Once the pitch is within this 'deadzone' the third if statement detects the value and sets it too exactly 0, preventing vertical drift.
Now you should have full control of the Speed, Pitch and Yaw of your plane.
Sure I can move, but it looks crap
Adding the roll will greatly improve the appearance of the flight.
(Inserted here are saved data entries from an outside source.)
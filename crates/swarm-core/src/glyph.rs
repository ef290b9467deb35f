//! Digit glyph formation: rasterize text into a small luminance bitmap and
//! scatter the particles over its lit pixels.

use crate::constants::*;
use crate::error::{Result, SwarmError};
use glam::Vec3;
use rand::Rng;

/// Square single-channel bitmap, row-major, one byte per pixel.
#[derive(Clone, Debug, PartialEq)]
pub struct GlyphBitmap {
    pub size: u32,
    pub luma: Vec<u8>,
}

impl GlyphBitmap {
    pub fn blank(size: u32) -> Self {
        Self {
            size,
            luma: vec![0; (size * size) as usize],
        }
    }

    /// Luminance at (x, y); pixels outside the buffer read as dark.
    #[inline]
    pub fn get(&self, x: u32, y: u32) -> u8 {
        self.luma
            .get((y * self.size + x) as usize)
            .copied()
            .unwrap_or(0)
    }

    /// Reject bitmaps whose buffer does not hold `size * size` pixels.
    pub fn check(&self) -> Result<()> {
        let expected = self.size as usize * self.size as usize;
        if self.luma.len() != expected {
            return Err(SwarmError::Raster(format!(
                "bitmap of size {} has {} pixels, expected {}",
                self.size,
                self.luma.len(),
                expected
            )));
        }
        Ok(())
    }

    /// Bright pixels on a `GLYPH_SAMPLE_STRIDE` grid, in world units centered
    /// on the bitmap middle with +y up.
    pub fn lit_points(&self) -> Vec<Vec3> {
        let size = self.size as f32;
        let mut out = Vec::new();
        for y in (0..self.size).step_by(GLYPH_SAMPLE_STRIDE) {
            for x in (0..self.size).step_by(GLYPH_SAMPLE_STRIDE) {
                if self.get(x, y) > GLYPH_LUMA_THRESHOLD {
                    out.push(Vec3::new(
                        (x as f32 / size - 0.5) * GLYPH_WORLD_SPAN,
                        -(y as f32 / size - 0.5) * GLYPH_WORLD_SPAN,
                        0.0,
                    ));
                }
            }
        }
        out
    }
}

/// Anything that can draw a short string (a digit) into a bitmap.
pub trait GlyphRasterizer {
    fn rasterize(&mut self, text: &str, size: u32) -> Result<GlyphBitmap>;
}

// 5x7 digit font, one row per byte, bit 4 is the leftmost column.
static DIGITS_5X7: [[u8; 7]; 10] = [
    [0x0E, 0x11, 0x13, 0x15, 0x19, 0x11, 0x0E], // 0
    [0x04, 0x0C, 0x04, 0x04, 0x04, 0x04, 0x0E], // 1
    [0x0E, 0x11, 0x01, 0x02, 0x04, 0x08, 0x1F], // 2
    [0x1F, 0x02, 0x04, 0x02, 0x01, 0x11, 0x0E], // 3
    [0x02, 0x06, 0x0A, 0x12, 0x1F, 0x02, 0x02], // 4
    [0x1F, 0x10, 0x1E, 0x01, 0x01, 0x11, 0x0E], // 5
    [0x06, 0x08, 0x10, 0x1E, 0x11, 0x11, 0x0E], // 6
    [0x1F, 0x01, 0x02, 0x04, 0x08, 0x08, 0x08], // 7
    [0x0E, 0x11, 0x11, 0x0E, 0x11, 0x11, 0x0E], // 8
    [0x0E, 0x11, 0x11, 0x0F, 0x01, 0x02, 0x0C], // 9
];

/// Platform-independent rasterizer using a built-in 5x7 digit font scaled
/// to roughly the footprint of an 80px bold face in a 100px box.
#[derive(Clone, Copy, Debug, Default)]
pub struct BitmapFont;

impl BitmapFont {
    const COLS: u32 = 5;
    const ROWS: u32 = 7;

    fn rows_for(ch: char) -> Option<&'static [u8; 7]> {
        ch.to_digit(10).map(|d| &DIGITS_5X7[d as usize])
    }
}

impl GlyphRasterizer for BitmapFont {
    fn rasterize(&mut self, text: &str, size: u32) -> Result<GlyphBitmap> {
        let glyphs: Vec<&[u8; 7]> = text
            .chars()
            .map(|c| {
                Self::rows_for(c)
                    .ok_or_else(|| SwarmError::Raster(format!("no glyph for {c:?}")))
            })
            .collect::<Result<_>>()?;
        let mut bmp = GlyphBitmap::blank(size);
        if glyphs.is_empty() || size == 0 {
            return Ok(bmp);
        }
        let box_h = size as f32 * 0.7;
        let cell = box_h / Self::ROWS as f32;
        let glyph_w = cell * Self::COLS as f32;
        let gap = cell;
        let total_w = glyphs.len() as f32 * glyph_w + (glyphs.len() - 1) as f32 * gap;
        let x0 = (size as f32 - total_w) * 0.5;
        let y0 = (size as f32 - box_h) * 0.5;
        for py in 0..size {
            let fy = (py as f32 + 0.5 - y0) / cell;
            if fy < 0.0 || fy >= Self::ROWS as f32 {
                continue;
            }
            for px in 0..size {
                let fx = px as f32 + 0.5 - x0;
                if fx < 0.0 {
                    continue;
                }
                let slot = (fx / (glyph_w + gap)) as usize;
                let Some(rows) = glyphs.get(slot) else {
                    continue;
                };
                let col = (fx - slot as f32 * (glyph_w + gap)) / cell;
                if col >= Self::COLS as f32 {
                    continue;
                }
                let bit = Self::COLS - 1 - col as u32;
                if (rows[fy as usize] >> bit) & 1 == 1 {
                    bmp.luma[(py * size + px) as usize] = 255;
                }
            }
        }
        Ok(bmp)
    }
}

/// Glyph target cache: one offset per particle for the digit currently shown.
/// Regenerated in place, and only when the digit changes.
#[derive(Clone, Debug)]
pub struct GlyphTargets {
    digit: Option<u8>,
    targets: Vec<Vec3>,
    regenerations: u64,
}

impl GlyphTargets {
    pub fn new(count: usize) -> Self {
        Self {
            digit: None,
            targets: vec![Vec3::ZERO; count],
            regenerations: 0,
        }
    }

    #[inline]
    pub fn digit(&self) -> Option<u8> {
        self.digit
    }

    #[inline]
    pub fn targets(&self) -> &[Vec3] {
        &self.targets
    }

    /// Number of times the target set has been rebuilt.
    #[inline]
    pub fn regenerations(&self) -> u64 {
        self.regenerations
    }

    /// Make sure the cache holds `digit`; returns true when it was rebuilt.
    pub fn ensure<R: Rng + ?Sized>(
        &mut self,
        digit: u8,
        rasterizer: &mut dyn GlyphRasterizer,
        rng: &mut R,
    ) -> bool {
        if self.digit == Some(digit) {
            return false;
        }
        self.regenerate(&digit.to_string(), rasterizer, rng);
        self.digit = Some(digit);
        true
    }

    fn regenerate<R: Rng + ?Sized>(
        &mut self,
        text: &str,
        rasterizer: &mut dyn GlyphRasterizer,
        rng: &mut R,
    ) {
        let raster = rasterizer
            .rasterize(text, GLYPH_BITMAP_SIZE)
            .and_then(|bmp| bmp.check().map(|()| bmp));
        let points = match raster {
            Ok(bmp) => bmp.lit_points(),
            Err(e) => {
                log::warn!("[glyph] {e}; using jitter");
                Vec::new()
            }
        };
        if points.is_empty() {
            log::warn!("[glyph] no lit pixels for {text:?}; using jitter");
        }
        for t in self.targets.iter_mut() {
            *t = if points.is_empty() {
                Vec3::new(
                    (rng.gen::<f32>() - 0.5) * GLYPH_WORLD_SPAN,
                    (rng.gen::<f32>() - 0.5) * GLYPH_WORLD_SPAN,
                    0.0,
                )
            } else {
                points[rng.gen_range(0..points.len())]
            };
        }
        self.regenerations += 1;
        log::debug!("[glyph] regenerated {text:?} from {} points", points.len());
    }
}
rotZ = transform.eulerAngles.z;
if ((Input.GetAxis("Yaw") <= 0) && ((rotZ < 30) || (rotZ > 320)))
{
transform.Rotate (0,0, (-(Input.GetAxis("Yaw")*Time.deltaTime))*100);
}
if ((Input.GetAxis("Yaw") >= 0) && ((rotZ > 330) || (rotZ < 40)))
{
transform.Rotate (0,0, (-(Input.GetAxis("Yaw")*Time.deltaTime))*100);
}
if ((!Input.GetButton("Yaw"))&&(rotZ != 0))
{
rotZint = (int)transform.eulerAngles.z;
if((rotZint > 0) && (rotZint < 179))
transform.Rotate(0,0,Time.deltaTime*-100);
if((rotZint > 180) && (rotZint < 360))
transform.Rotate(0,0,Time.deltaTime*100);
}
The first two if statements define the maximum range for the rotation and rotate based on rotZ (go declare that by the way (: ). the reason for the slight staggering of the positive and negative ranges is again to deal with deltatime making things imprecise. if the rotation of both was set to 30 deltaTime would set the rotation too 30.001 meaning that you couldn't rotate in the other direction.
the final if statement rotates the plane back to zero when the key isn't being pressed using an int value for the same reasons as the Pitch.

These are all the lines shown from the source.